Kollberg contempló al individuo con enorme desaprobación:

— Una historia —dijo en tono inquisitivo.

— Más bien, quizá, un relato sobre mí mismo. De la época en que vivíamos en Roslagsgatan, mi…

Se interrumpió y dirigió una mirada vacilante a Åsa Torell. El guardia de prisiones bostezaba junto a la puerta.

— Sí, ya —dijo Kollberg—. Por favor, cuente.

— Mi mujer y yo, quiero decir. Sólo teníamos una habitación, y cuando estaba en casa me sentía enormemente nervioso e intranquilo, como si estuviera encerrado. También me costaba mucho conciliar el sueño.

— De acuerdo —dijo Kollberg.

Se notaba acalorado y un tanto confuso. Tenía mucha sed y, sobre todo, hambre. Además, el lugar le producía depresión y sentía un intenso deseo de volver a casa. Birgersson continuó hablando, de una forma tranquila pero circunstanciada.

— … así que por las tardes salía, sólo por largarme un rato de casa. De esto hace unos veinte años. Recorría las calles horas y horas, a veces durante toda la noche, pero nunca hablaba con nadie, simplemente daba vueltas por ahí, para estar tranquilo. Pasado un rato, una hora o así, empezaba a aplacarme. Pero en algo tenía que ocupar mis pensamientos, si no quería que lo otro empezara a torturarme; quiero decir, la casa, mi mujer y demás. Así que me inventaba cosas. Para distraerme de mí mismo, de mis propios pensamientos y cavilaciones.

Kollberg miró el reloj.

— Vale, de acuerdo. ¿Y qué hacía? ¿Coches?
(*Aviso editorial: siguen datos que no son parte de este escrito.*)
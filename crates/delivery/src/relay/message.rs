//! Renders a lead payload into the human-readable text the sales
//! channel receives.

use crate::lead::LeadPayload;

/// Photo captions are capped well under the messaging platform's 1024
/// character limit so a long extras list never makes the image leg fail.
pub const CAPTION_LIMIT: usize = 1000;

/// Full-detail message text. This is the primary record of the lead;
/// the image is supplementary.
pub fn format_lead_text(payload: &LeadPayload) -> String {
    let mut out = String::from("New padel court lead\n\n");

    out.push_str(&format!("Name: {}\n", payload.contact.full_name));
    out.push_str(&format!("Phone: {}\n", payload.contact.phone));
    if let Some(email) = &payload.contact.email {
        out.push_str(&format!("Email: {email}\n"));
    }

    let cfg = &payload.config;
    out.push('\n');
    out.push_str(&format!("Court: {} ({})\n", cfg.court.label, cfg.court.id));
    out.push_str(&format!("Lighting: {}\n", cfg.lighting.label));
    out.push_str(&format!("Scene lighting: {}\n", cfg.scene_lighting.label));
    out.push_str(&format!(
        "Structure color: {}\n",
        cfg.structure_color.as_deref().unwrap_or("factory finish")
    ));
    if cfg.extras.is_empty() {
        out.push_str("Extras: none\n");
    } else {
        out.push_str("Extras:\n");
        for extra in &cfg.extras {
            out.push_str(&format!("  - {}\n", extra.label));
        }
    }

    out.push_str(&format!("\nPage: {}", payload.page_url));
    out
}

/// Truncate on a character boundary, never mid-codepoint.
pub fn truncate_caption(text: &str) -> String {
    if text.chars().count() <= CAPTION_LIMIT {
        return text.to_string();
    }
    text.chars().take(CAPTION_LIMIT).collect()
}

#[cfg(test)]
mod tests {
    use super::*;
    use crate::lead::{ConfigSnapshot, Contact, Selection};

    fn sample() -> LeadPayload {
        LeadPayload {
            contact: Contact {
                full_name: "Ana Petrova".into(),
                phone: "+34 600 000 000".into(),
                email: Some("ana@example.com".into()),
            },
            config: ConfigSnapshot {
                court: Selection::new("base-panoramic", "Base panoramic"),
                lighting: Selection::new("lights-top", "Top lights"),
                scene_lighting: Selection::new("sunny", "Sunny"),
                structure_color: Some("#1e66ff".into()),
                extras: vec![Selection::new("scoreboard", "Scoreboard")],
            },
            page_url: "https://courts.example.io/configurator".into(),
            snapshot: None,
        }
    }

    #[test]
    fn message_carries_every_detail() {
        let text = format_lead_text(&sample());
        assert!(text.contains("Name: Ana Petrova"));
        assert!(text.contains("Phone: +34 600 000 000"));
        assert!(text.contains("Email: ana@example.com"));
        assert!(text.contains("Court: Base panoramic (base-panoramic)"));
        assert!(text.contains("Structure color: #1e66ff"));
        assert!(text.contains("  - Scoreboard"));
        assert!(text.contains("Page: https://courts.example.io/configurator"));
    }

    #[test]
    fn omitted_fields_render_as_defaults() {
        let mut payload = sample();
        payload.contact.email = None;
        payload.config.structure_color = None;
        payload.config.extras.clear();
        let text = format_lead_text(&payload);
        assert!(!text.contains("Email:"));
        assert!(text.contains("Structure color: factory finish"));
        assert!(text.contains("Extras: none"));
    }

    #[test]
    fn caption_is_capped_at_the_limit() {
        let long = "x".repeat(CAPTION_LIMIT + 200);
        assert_eq!(truncate_caption(&long).chars().count(), CAPTION_LIMIT);
        assert_eq!(truncate_caption("short"), "short");
    }

    #[test]
    fn truncation_respects_multibyte_boundaries() {
        let long: String = "é".repeat(CAPTION_LIMIT + 10);
        let capped = truncate_caption(&long);
        assert_eq!(capped.chars().count(), CAPTION_LIMIT);
        assert!(capped.chars().all(|c| c == 'é'));
    }
}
— Sí. Recorría las calles y aparcamientos, mirando los coches. La verdad es que los coches no me interesaban, pero de esta manera llegué a conocer todos los modelos y marcas existentes. Pasado un tiempo, me los sabía todos. Y esto resultaba para mí una fuente de satisfacción. Uno sabía algo. Podía reconocer cualquier coche a una distancia de treinta o cuarenta metros, observado desde cualquier posición. Si me hubieran llevado a algún concurso de esos, «La pregunta de las diez mil coronas», o como se llame, creo que hubiera ganado. Lo mismo me daba por delante, por detrás o de lado.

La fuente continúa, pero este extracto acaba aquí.